Well, this opened a sore spot with me. It's always bothered me how people get so involved with the method of solving a problem that they forget about the quality of the input.

Yes, it's no problem to find alternate representations to binary which avoid many of the problems such as decimals. In fact, earlier commercially oriented computers were decimal, not binary, and completely avoided having to count in pennies instead of dollars. Today's IBM mainframes include decimal arithmetic instructions.

To me J's support of rational numbers is a major advancement. To compute the exact inverse of a matrix is amazing to me.
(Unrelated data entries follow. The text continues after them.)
//! GPU identity presets and the device-identity rule category built from them.

use crate::rules::{Category, PatchRule};
use serde::Deserialize;

/// Name of the generated device-identity category.
pub const DEVICE_IDENTITY: &str = "device-identity";

/// The adapter a patched tree should report.
#[derive(Debug, Clone, PartialEq, Eq, Deserialize)]
#[serde(rename_all = "kebab-case")]
pub struct GpuIdentity {
	/// Preset name used on the command line.
	pub name: String,

	/// PCI vendor id, written as it should appear in source (e.g. `0x1002`).
	pub vendor_id: String,

	/// PCI device id, written as it should appear in source.
	pub device_id: String,

	/// Human-readable description.
	#[serde(default)]
	pub description: String,

	/// Shared system memory to report, in MiB.
	#[serde(default = "default_memory_mb")]
	pub memory_mb: u64,
}

fn default_memory_mb() -> u64 {
	16384
}

impl GpuIdentity {
	/// Build the device-identity category for this adapter.
	///
	/// `adapter_id.*` covers the vkd3d adapter struct; `VendorId`, `DeviceId`
	/// and `SharedSystemMemory` cover the DXGI adapter descriptions.
	pub fn category(&self) -> Category {
		let memory = format!("{}ULL * 1024 * 1024", self.memory_mb);
		Category::new(
			DEVICE_IDENTITY,
			format!("Report {} ({})", self.name, self.description),
			vec![
				PatchRule::assignment("gpu_vid", "adapter_id.vendor_id", &self.vendor_id),
				PatchRule::assignment("gpu_did", "adapter_id.device_id", &self.device_id),
				PatchRule::assignment("gpu_vendor", "VendorId", &self.vendor_id),
				PatchRule::assignment("gpu_device", "DeviceId", &self.device_id),
				PatchRule::assignment("gpu_mem", "SharedSystemMemory", &memory),
			],
		)
	}
}

#[cfg(test)]
mod tests {
	use super::*;
	use crate::engine::apply;
	use crate::rules::compile_rules;

	fn rx6700xt() -> GpuIdentity {
		GpuIdentity {
			name: "rx6700xt".to_string(),
			vendor_id: "0x1002".to_string(),
			device_id: "0x73DF".to_string(),
			description: "AMD Radeon RX 6700 XT".to_string(),
			memory_mb: 16384,
		}
	}

	#[test]
	fn test_category_rule_ids() {
		let category = rx6700xt().category();
		let ids: Vec<_> = category.rules.iter().map(|r| r.id.as_str()).collect();

		assert_eq!(category.name, DEVICE_IDENTITY);
		assert_eq!(
			ids,
			vec!["gpu_vid", "gpu_did", "gpu_vendor", "gpu_device", "gpu_mem"]
		);
	}

	#[test]
	fn test_category_rewrites_identity() {
		let rules = compile_rules(&rx6700xt().category().rules).unwrap();
		let content = "\
adapter_id.vendor_id = 0x10DE;
adapter_id.device_id = 0x2684;
desc->VendorId = adapter_id.vendor_id;
desc->DeviceId = adapter_id.device_id;
desc->SubSysVendorId = 0x1458;
desc->SharedSystemMemory = 8 * 1024 * 1024;
";

		assert_eq!(
			apply(content, &rules),
			"\
adapter_id.vendor_id = 0x1002;
adapter_id.device_id = 0x73DF;
desc->VendorId = 0x1002;
desc->DeviceId = 0x73DF;
desc->SubSysVendorId = 0x1458;
desc->SharedSystemMemory = 16384ULL * 1024 * 1024;
"
		);
	}

	#[test]
	fn test_deserialize_defaults_memory() {
		let gpu: GpuIdentity = toml::from_str(
			r#"
name = "d3mu"
vendor-id = "0x1002"
device-id = "0x163f"
"#,
		)
		.unwrap();

		assert_eq!(gpu.memory_mb, 16384);
		assert!(gpu.description.is_empty());
	}
}
use crate::catalog::types::Catalog;
use crate::error::{PatchError, Result};

/// The catalog compiled into the binary.
pub const BUILTIN_CATALOG: &str = include_str!("catalog.toml");

/// Parse and validate the built-in catalog.
pub fn builtin_catalog() -> Result<Catalog> {
	parse_catalog_str(BUILTIN_CATALOG, "built-in catalog")
}

/// Parse a catalog from a string. `origin` names it in errors.
pub fn parse_catalog_str(content: &str, origin: &str) -> Result<Catalog> {
	let catalog: Catalog =
		toml::from_str(content).map_err(|source| PatchError::CatalogParseError {
			origin: origin.to_string(),
			source,
		})?;

	catalog.validate()?;

	Ok(catalog)
}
Mathematical notation is still far ahead of computer science.

Miller, Raul D wrote:

Don Guinn wrote:
Computers use base two arithmetic because it is efficient and gives practical solutions to real problems. The fact that it can't even represent the number one-tenth exactly usually doesn't cause problems. But I'm sure it does in the banking industry.

Be careful here.

It's possible to represent one-tenth exactly using base two arithmetic
just as it's possible to represent the square root of two exactly
using base two arithmetic.

For example, consider a three row numeric matrix and the tacit
expression
 {. +/@:* 1&{ ^ {:

The result of applying that tacit expression to the three row
matrix will not be exact, but the matrix itself can be used
to exactly represent one tenth (,.1 10 _1), the square root
of 2 (,.1 2 0.5) and their sum (1,10 2,:_1 0.5)
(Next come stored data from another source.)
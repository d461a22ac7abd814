//! Target file discovery.
//!
//! Finds the files a run will patch: every file named like a target under the
//! search root, skipping excluded directories.

use crate::error::{PatchError, Result};
use std::ffi::OsStr;
use std::io::ErrorKind;
use std::path::{Path, PathBuf};
use tracing::{debug, warn};
use walkdir::{DirEntry, WalkDir};

/// What to look for and where.
#[derive(Debug, Clone, PartialEq, Eq)]
pub struct TargetSpec {
	/// Base file names to patch.
	pub file_names: Vec<String>,

	/// Directory names whose subtrees are never patched.
	pub excluded_dirs: Vec<String>,

	/// Subdirectories of the root tried first, in priority order.
	pub probe_dirs: Vec<PathBuf>,
}

impl Default for TargetSpec {
	fn default() -> Self {
		TargetSpec {
			file_names: vec!["device.c".to_string()],
			excluded_dirs: ["tests", "demos", "include", ".git"]
				.into_iter()
				.map(String::from)
				.collect(),
			probe_dirs: vec![PathBuf::from("libs/vkd3d"), PathBuf::from("src")],
		}
	}
}

/// Files found under a root, and the directory they were searched in.
#[derive(Debug, Clone, PartialEq, Eq)]
pub struct Discovery {
	pub search_root: PathBuf,
	pub files: Vec<PathBuf>,
}

impl TargetSpec {
	/// Discover target files under `root`.
	///
	/// The first probe directory that exists and holds at least one target
	/// file becomes the search root; otherwise `root` itself is searched. A
	/// missing root yields no files.
	pub fn discover(&self, root: &Path) -> Result<Discovery> {
		let root = std::path::absolute(root).map_err(|source| PatchError::RootInaccessible {
			path: root.to_path_buf(),
			source,
		})?;

		for probe in &self.probe_dirs {
			let candidate = root.join(probe);
			if !candidate.is_dir() {
				continue;
			}
			match self.find_files(&candidate) {
				Ok(files) if !files.is_empty() => {
					debug!("Using search root {}", candidate.display());
					return Ok(Discovery {
						search_root: candidate,
						files,
					});
				}
				Ok(_) => {}
				Err(e) => warn!("Skipping probe directory {}: {e}", candidate.display()),
			}
		}

		let files = self.find_files(&root)?;
		Ok(Discovery {
			search_root: root,
			files,
		})
	}

	/// Recursively list target files under `root`, sorted by path.
	///
	/// Excluded directories are pruned by name at any depth below `root`.
	/// Unreadable entries below the root are logged and skipped; a root that
	/// exists but cannot be listed is an error.
	pub fn find_files(&self, root: &Path) -> Result<Vec<PathBuf>> {
		match std::fs::read_dir(root) {
			Ok(_) => {}
			Err(e) if e.kind() == ErrorKind::NotFound => return Ok(Vec::new()),
			Err(source) => {
				return Err(PatchError::RootInaccessible {
					path: root.to_path_buf(),
					source,
				});
			}
		}

		let walker = WalkDir::new(root)
			.follow_links(false)
			.sort_by_file_name()
			.into_iter()
			.filter_entry(|entry| entry.depth() == 0 || !self.is_excluded(entry));

		let mut files = Vec::new();
		for entry in walker {
			let entry = match entry {
				Ok(e) => e,
				Err(e) if e.depth() == 0 => {
					return Err(PatchError::RootInaccessible {
						path: root.to_path_buf(),
						source: e.into(),
					});
				}
				Err(e) => {
					warn!("Error walking directory {}: {e}", root.display());
					continue;
				}
			};

			if entry.file_type().is_file() && self.is_target(entry.file_name()) {
				files.push(entry.into_path());
			}
		}

		Ok(files)
	}

	fn is_target(&self, name: &OsStr) -> bool {
		self.file_names.iter().any(|target| name == target.as_str())
	}

	fn is_excluded(&self, entry: &DirEntry) -> bool {
		entry.file_type().is_dir()
			&& self
				.excluded_dirs
				.iter()
				.any(|dir| entry.file_name() == dir.as_str())
	}
}

#[cfg(test)]
mod tests {
	use super::*;
	use std::fs;

	fn touch(root: &Path, relative: &str) -> PathBuf {
		let path = root.join(relative);
		fs::create_dir_all(path.parent().unwrap()).unwrap();
		fs::write(&path, "adapter_id.vendor_id = 0x10DE;\n").unwrap();
		path
	}

	fn relative(discovery: &Discovery, root: &Path) -> Vec<String> {
		let root = std::path::absolute(root).unwrap();
		discovery
			.files
			.iter()
			.map(|f| {
				f.strip_prefix(&root)
					.unwrap()
					.to_string_lossy()
					.replace('\\', "/")
			})
			.collect()
	}

	#[test]
	fn test_finds_target_files_recursively() {
		let temp = tempfile::tempdir().unwrap();
		touch(temp.path(), "a/device.c");
		touch(temp.path(), "b/c/device.c");
		touch(temp.path(), "b/c/other.c");

		let discovery = TargetSpec::default().discover(temp.path()).unwrap();

		assert_eq!(
			relative(&discovery, temp.path()),
			vec!["a/device.c", "b/c/device.c"]
		);
	}

	#[test]
	fn test_excluded_directories_are_skipped() {
		let temp = tempfile::tempdir().unwrap();
		touch(temp.path(), "tests/device.c");
		touch(temp.path(), "lib/demos/device.c");
		touch(temp.path(), "lib/include/device.c");
		touch(temp.path(), ".git/device.c");
		touch(temp.path(), "lib/device.c");

		let discovery = TargetSpec::default().discover(temp.path()).unwrap();

		assert_eq!(relative(&discovery, temp.path()), vec!["lib/device.c"]);
	}

	#[test]
	fn test_excluded_name_must_be_a_whole_segment() {
		let temp = tempfile::tempdir().unwrap();
		touch(temp.path(), "latests/device.c");
		touch(temp.path(), "tests_extra/device.c");

		let discovery = TargetSpec::default().discover(temp.path()).unwrap();

		assert_eq!(
			relative(&discovery, temp.path()),
			vec!["latests/device.c", "tests_extra/device.c"]
		);
	}

	#[test]
	fn test_root_inside_excluded_name_is_searched() {
		let temp = tempfile::tempdir().unwrap();
		let root = temp.path().join("tests");
		touch(&root, "device.c");

		let discovery = TargetSpec::default().discover(&root).unwrap();

		assert_eq!(discovery.files.len(), 1);
	}

	#[test]
	fn test_probe_prefers_libs_vkd3d() {
		let temp = tempfile::tempdir().unwrap();
		touch(temp.path(), "libs/vkd3d/libs/vkd3d/device.c");
		touch(temp.path(), "src/device.c");
		touch(temp.path(), "elsewhere/device.c");

		let discovery = TargetSpec::default().discover(temp.path()).unwrap();

		assert!(discovery.search_root.ends_with("libs/vkd3d"));
		assert_eq!(discovery.files.len(), 1);
		assert!(discovery.files[0].ends_with("libs/vkd3d/libs/vkd3d/device.c"));
	}

	#[test]
	fn test_probe_skips_directory_without_targets() {
		let temp = tempfile::tempdir().unwrap();
		fs::create_dir_all(temp.path().join("libs/vkd3d")).unwrap();
		touch(temp.path(), "src/device.c");
		touch(temp.path(), "other/device.c");

		let discovery = TargetSpec::default().discover(temp.path()).unwrap();

		assert!(discovery.search_root.ends_with("src"));
		assert_eq!(discovery.files.len(), 1);
	}

	#[test]
	fn test_probe_ignores_excluded_targets() {
		let temp = tempfile::tempdir().unwrap();
		touch(temp.path(), "src/tests/device.c");
		touch(temp.path(), "dlls/device.c");

		let discovery = TargetSpec::default().discover(temp.path()).unwrap();

		assert_eq!(
			discovery.search_root,
			std::path::absolute(temp.path()).unwrap()
		);
		assert_eq!(relative(&discovery, temp.path()), vec!["dlls/device.c"]);
	}

	#[test]
	fn test_missing_root_yields_no_files() {
		let temp = tempfile::tempdir().unwrap();
		let discovery = TargetSpec::default()
			.discover(&temp.path().join("nope"))
			.unwrap();

		assert!(discovery.files.is_empty());
	}

	#[test]
	fn test_discovery_is_repeatable() {
		let temp = tempfile::tempdir().unwrap();
		touch(temp.path(), "z/device.c");
		touch(temp.path(), "a/device.c");
		touch(temp.path(), "m/n/device.c");

		let spec = TargetSpec::default();
		let first = spec.discover(temp.path()).unwrap();
		let second = spec.discover(temp.path()).unwrap();

		assert_eq!(first, second);
	}

	#[test]
	fn test_custom_file_names() {
		let temp = tempfile::tempdir().unwrap();
		touch(temp.path(), "a/device.c");
		touch(temp.path(), "a/caps.c");

		let spec = TargetSpec {
			file_names: vec!["caps.c".to_string()],
			..Default::default()
		};
		let discovery = spec.discover(temp.path()).unwrap();

		assert_eq!(relative(&discovery, temp.path()), vec!["a/caps.c"]);
	}
}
Of course, this does not address obtaining the decimal
representation of these numbers to some arbitrary precision.
And there are plenty of other issues.

Of course, you're right about problems for the banking industry
(which can be solved simply.  For example, represent
U.S. currency in cents rather than dollars.)

Computers manipulate symbols, and it's up to the user
to ensure that those symbols are being used in a manner
consistent with the user's thinking.